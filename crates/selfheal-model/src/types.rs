// Copyright (c) 2024-2026 Martin Schröder <info@swedishembedded.com>
//
// SPDX-License-Identifier: Apache-2.0
use serde::{Deserialize, Serialize};

/// A message role, per the OpenAI-compatible wire format.
#[derive(Debug, Clone, Copy, PartialEq, Eq, Serialize, Deserialize)]
#[serde(rename_all = "lowercase")]
pub enum Role {
    System,
    User,
    Assistant,
    Tool,
}

/// A single function invocation requested by the model.
#[derive(Debug, Clone, Serialize, Deserialize)]
pub struct FunctionCall {
    pub name: String,
    /// JSON-encoded argument object.
    pub arguments: String,
}

/// A tool call the assistant attached to its message. The `id` is opaque and
/// forwarded verbatim into the paired tool-role response.
#[derive(Debug, Clone, Serialize, Deserialize)]
pub struct ToolCallRequest {
    pub id: String,
    #[serde(rename = "type", default = "function_type")]
    pub kind: String,
    pub function: FunctionCall,
}

fn function_type() -> String {
    "function".to_string()
}

/// A single message in the conversation history.
///
/// Mirrors the wire shape of `{role, content?, tool_calls?, tool_call_id?}`
/// directly — this subsystem talks to one wire format (OpenAI-compatible
/// chat completions), unlike the multi-provider message model it is
/// descended from.
#[derive(Debug, Clone, Serialize, Deserialize)]
pub struct Message {
    pub role: Role,
    #[serde(skip_serializing_if = "Option::is_none")]
    pub content: Option<String>,
    #[serde(skip_serializing_if = "Option::is_none")]
    pub tool_calls: Option<Vec<ToolCallRequest>>,
    #[serde(skip_serializing_if = "Option::is_none")]
    pub tool_call_id: Option<String>,
}

impl Message {
    pub fn system(text: impl Into<String>) -> Self {
        Self {
            role: Role::System,
            content: Some(text.into()),
            tool_calls: None,
            tool_call_id: None,
        }
    }

    pub fn user(text: impl Into<String>) -> Self {
        Self {
            role: Role::User,
            content: Some(text.into()),
            tool_calls: None,
            tool_call_id: None,
        }
    }

    pub fn assistant(text: impl Into<String>) -> Self {
        Self {
            role: Role::Assistant,
            content: Some(text.into()),
            tool_calls: None,
            tool_call_id: None,
        }
    }

    pub fn assistant_with_tool_calls(
        text: Option<String>,
        tool_calls: Vec<ToolCallRequest>,
    ) -> Self {
        Self {
            role: Role::Assistant,
            content: text,
            tool_calls: Some(tool_calls),
            tool_call_id: None,
        }
    }

    pub fn tool_result(id: impl Into<String>, content: impl Into<String>) -> Self {
        Self {
            role: Role::Tool,
            content: Some(content.into()),
            tool_calls: None,
            tool_call_id: Some(id.into()),
        }
    }

    /// `true` if this message carries at least one tool invocation request.
    pub fn has_tool_calls(&self) -> bool {
        self.tool_calls.as_ref().is_some_and(|c| !c.is_empty())
    }

    pub fn as_text(&self) -> Option<&str> {
        self.content.as_deref()
    }
}

/// A tool schema advertised to the model.
#[derive(Debug, Clone, Serialize, Deserialize)]
pub struct ToolSchema {
    pub name: String,
    pub description: String,
    /// JSON Schema of the parameters object.
    pub parameters: serde_json::Value,
}

/// Request sent to the Chat Transport.
#[derive(Debug, Clone, Serialize)]
pub struct CompletionRequest {
    pub model: String,
    pub messages: Vec<Message>,
    #[serde(skip_serializing_if = "Vec::is_empty")]
    pub tools: Vec<ToolSchema>,
    pub max_tokens: u32,
    pub temperature: f32,
}

/// The parsed `choices[0]` of a non-streaming chat completion response.
#[derive(Debug, Clone)]
pub struct CompletionResponse {
    pub message: Message,
    pub finish_reason: String,
}
// Copyright (c) 2024-2026 Martin Schröder <info@swedishembedded.com>
//
// SPDX-License-Identifier: MIT
use selfheal_model::Message;

/// The conversation history for a single analysis run. Owned exclusively by
/// one `Agent` invocation and never shared or persisted across submissions —
/// there is no compaction here, unlike a long-lived chat session: the
/// iteration cap and the per-tool-output size cap already bound growth for a
/// single bounded run.
#[derive(Debug, Default)]
pub struct ConversationHistory {
    pub messages: Vec<Message>,
}

impl ConversationHistory {
    pub fn new() -> Self {
        Self::default()
    }

    pub fn push(&mut self, msg: Message) {
        self.messages.push(msg);
    }

    /// Walk backward and return the most recent non-empty assistant text,
    /// used by the iteration-cap fallback.
    pub fn last_non_empty_assistant_text(&self) -> Option<String> {
        self.messages
            .iter()
            .rev()
            .filter(|m| m.role == selfheal_model::Role::Assistant)
            .find_map(|m| m.as_text().map(str::to_string).filter(|t| !t.is_empty()))
    }
}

::::::::::

◆ **YOUR TASK**
How many of the lines above contain the string "compatible"? Give the count alone.

◆ **EXERCISE RESPONSE**
2